# Need some help with new projector purchase



## Mikeythai (Aug 23, 2010)

Hi guys. I've had my Panasonic AX200U for about 7 years now and it has served me well. But I am pretty sure that an upgrade should be in the works. I would appreciate any member's thoughts or advice on my selection.

I am shopping for a projector in the $2500-$3000 range. Would really prefer LCD.

It will be used in a 18' X 18' X 10' dedicated HT room. The throw will be the full 18' and it will be shelf mounted at the top of the rear wall. I'm working on making the HT room light controlled, and I watch a variety of TV and movies.

The main consideration for me is image quality and reliability. I don't need wireless connectivity.

The two models I am looking at most closely are the Epson 5030UB and the Panasonic PT-AE8000. If a company was planning a release of a projector that meets the selection criteria I am all ears.


----------



## tonyvdb (Sep 5, 2007)

You would be pleased with either projector you list. I personally like Panasonic as I have the 4000u. do you have a 2,35:1 screen or a standard 16x9?


----------



## Mike Edwards (Mar 10, 2011)

look at the newly release SONY HW40ES, it's rivaling the epson 5030 for price point and has the added benefit of being an LCOS pj.... if 2D is your primary concern and have some decent 3D thrown in the mix then I would SERIOUSLY look at the JVC RS46/X35... bar none the best 2D image out there for the price point and only a couple hundred more than the 5030


----------



## Archaea (Jun 5, 2011)

JVCs have significant lag which will affect your gaming, depending on the model commonly around 80ms - that's pretty rough even for a casual gamer.

I have the Panasonic AE-8000U I bought for $1900 after rebate in April from B&H Photo. It throws a beautiful picture and has excellent black levels! 40ish ms video lag (1/2 the JVC).

I had the AX-200U as well. I went to the Epson 8350 a couple years ago. Now the AE-8000U. I was on my fifth Epson 8350. My buddy was on his sixth. They are problematic. I had three panasonic projectors...Never a problem with any of them. JVC makes a nice projector if you aren't a gamer.


----------



## Mike Edwards (Mar 10, 2011)

Archaea said:


> JVCs have significant lag which will affect your gaming, depending on the model commonly around 80ms - that's pretty rough even for a casual gamer.
> 
> I have the Panasonic AE-8000U I bought for $1900 after rebate in April from B&H Photo. It throws a beautiful picture and has excellent black levels! 40ish ms video lag (1/2 the JVC).
> 
> I had the AX-200U as well. I went to the Epson 8350 a couple years ago. Now the AE-8000U. I was on my fifth Epson 8350. My buddy was on his sixth. They are problematic. I had three panasonic projectors...Never a problem with any of them. JVC makes a nice projector if you aren't a gamer.

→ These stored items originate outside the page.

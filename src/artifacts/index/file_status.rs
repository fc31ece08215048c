use crate::errors::{Error, Result};

/// Tracking status of a path
///
/// The numeric codes are the ones persisted in the index file.
#[derive(Debug, Clone, Copy, PartialEq, Eq, Hash, PartialOrd, Ord)]
pub enum FileStatus {
    Untracked,
    Modified,
    Staged,
    Committed,
    Deleted,
}

impl FileStatus {
    pub fn code(&self) -> u8 {
        match self {
            FileStatus::Untracked => 0,
            FileStatus::Modified => 1,
            FileStatus::Staged => 2,
            FileStatus::Committed => 3,
            FileStatus::Deleted => 4,
        }
    }

    pub fn from_code(code: u8) -> Result<Self> {
        match code {
            0 => Ok(FileStatus::Untracked),
            1 => Ok(FileStatus::Modified),
            2 => Ok(FileStatus::Staged),
            3 => Ok(FileStatus::Committed),
            4 => Ok(FileStatus::Deleted),
            other => Err(Error::InvalidRepository(format!(
                "unknown index status code {other}"
            ))),
        }
    }

    pub fn label(&self) -> &'static str {
        match self {
            FileStatus::Untracked => "untracked",
            FileStatus::Modified => "modified",
            FileStatus::Staged => "staged",
            FileStatus::Committed => "committed",
            FileStatus::Deleted => "deleted",
        }
    }
}

impl std::fmt::Display for FileStatus {
    fn fmt(&self, f: &mut std::fmt::Formatter<'_>) -> std::fmt::Result {
        write!(f, "{}", self.label())
    }
}
use crate::areas::repository::Repository;
use crate::artifacts::status::status_info::StatusInfo;
use crate::errors::{IoContext, Result};

impl Repository {
    /// Rescan the working tree, persist the refreshed index and report it
    pub fn status(&self, porcelain: bool) -> Result<StatusInfo> {
        let _lock = self.lock()?;
        let mut index = self.refresh_index()?;
        index.write_updates()?;

        let status = StatusInfo::new(self.refs().head()?, self.refs().read_head()?, &index);
        drop(index);

        let mut writer = self.writer();
        let written = if porcelain {
            status.write_porcelain(&mut **writer)
        } else {
            status.write_long(&mut **writer)
        };
        written.io_context(|| "unable to write status")?;

        Ok(status)
    }
}
//! Hash functions used for object identity
//!
//! The object store never hashes on its own: it is handed an [`ObjectHasher`]
//! at construction time. The algorithm is chosen once, at `init`, and recorded
//! in the repository settings.

use crate::artifacts::objects::object_id::ObjectId;
use crate::errors::{Error, Result};
use serde::{Deserialize, Serialize};
use sha1::Digest;

/// Deterministic content hash producing a fixed-length hex digest
pub trait ObjectHasher: std::fmt::Debug {
    fn algorithm(&self) -> HashAlgorithm;

    fn hash(&self, data: &[u8]) -> ObjectId;
}

#[derive(Debug, Clone, Copy, PartialEq, Eq, Default, Serialize, Deserialize)]
#[serde(rename_all = "lowercase")]
pub enum HashAlgorithm {
    #[default]
    Sha256,
    Sha1,
}

impl HashAlgorithm {
    pub fn as_str(&self) -> &'static str {
        match self {
            HashAlgorithm::Sha256 => "sha256",
            HashAlgorithm::Sha1 => "sha1",
        }
    }

    pub fn hasher(&self) -> Box<dyn ObjectHasher> {
        match self {
            HashAlgorithm::Sha256 => Box::new(Sha256Hasher),
            HashAlgorithm::Sha1 => Box::new(Sha1Hasher),
        }
    }
}

impl TryFrom<&str> for HashAlgorithm {
    type Error = Error;

    fn try_from(value: &str) -> Result<Self> {
        match value {
            "sha256" => Ok(HashAlgorithm::Sha256),
            "sha1" => Ok(HashAlgorithm::Sha1),
            other => Err(Error::InvalidRepository(format!(
                "unknown hash algorithm {other:?}"
            ))),
        }
    }
}

impl std::fmt::Display for HashAlgorithm {
    fn fmt(&self, f: &mut std::fmt::Formatter<'_>) -> std::fmt::Result {
        write!(f, "{}", self.as_str())
    }
}

#[derive(Debug, Clone, Copy, Default)]
pub struct Sha256Hasher;

impl ObjectHasher for Sha256Hasher {
    fn algorithm(&self) -> HashAlgorithm {
        HashAlgorithm::Sha256
    }

    fn hash(&self, data: &[u8]) -> ObjectId {
        let mut hasher = sha2::Sha256::new();
        hasher.update(data);

        ObjectId::from_digest(&hasher.finalize())
    }
}

#[derive(Debug, Clone, Copy, Default)]
pub struct Sha1Hasher;

impl ObjectHasher for Sha1Hasher {
    fn algorithm(&self) -> HashAlgorithm {
        HashAlgorithm::Sha1
    }

    fn hash(&self, data: &[u8]) -> ObjectId {
        let mut hasher = sha1::Sha1::new();
        hasher.update(data);

        ObjectId::from_digest(&hasher.finalize())
    }
}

correct, it's one of those "never the perfect projector" scenarios

the Panasonic is the cheapest, and will do a great job, but it lacks some of the nicer featuers of the 5030 (both have great input lag if you're a gamer)

the 5030 is brighter and has better lens shift, with some very solid blacks

the Sony is very similar to the 5030, but with better blacks and better pixel ratio fill, not AS good input lag as the Epson or the Panny, but VERY close (pretty much negligible)

the JVC's are built like literal tanks and have the most superb image quality of the batch (even beating the Sony 55ES slightly), but it's input lag isn't the greatest for gamers. especially twitch gamers


----------



## J&D (Apr 11, 2008)

I was recently in the exact same position as you are except I started out with an AX-100 that was later updated by Panasonic to the AX-200 optical block. Several thousand hours later it was far beyond time to upgrade to 1080p. My HT is 18x24 with 8.5' ceiling. At the end of the day I decided to go LCoS just to see what all the fuss is about and I wanted better blacks than the 8000u can deliver. Black bars still looked too gray to me when I auditioned one. That narrowed the choice pretty quickly to the Sony for any amount of gaming use and if at some point I want to try 3D it has the edge there as well.

Since I don't do 3D currently and there is very little difference in image quality between last years HW-50ES and the current HW-55ES I found a very nice deal on a lightly used 50ES for $2500 with a spare lamp. Coming from the Panasonic I was stunned at the image quality. I have it mounted 18.5' from a 120" 16x9 1.1 gain, non-perforated screen. My room is completely light controlled with dark walls and ceiling. Black bars on my screen are just that - black. Another item that can get less attention when shopping is noise level. The Sony is dead quiet in eco-mode. When I say dead quiet I cannot hear it at all hanging 3-4' behind my seated position. My son is 18, the resident expert gamer in the house and has not complained about input lag.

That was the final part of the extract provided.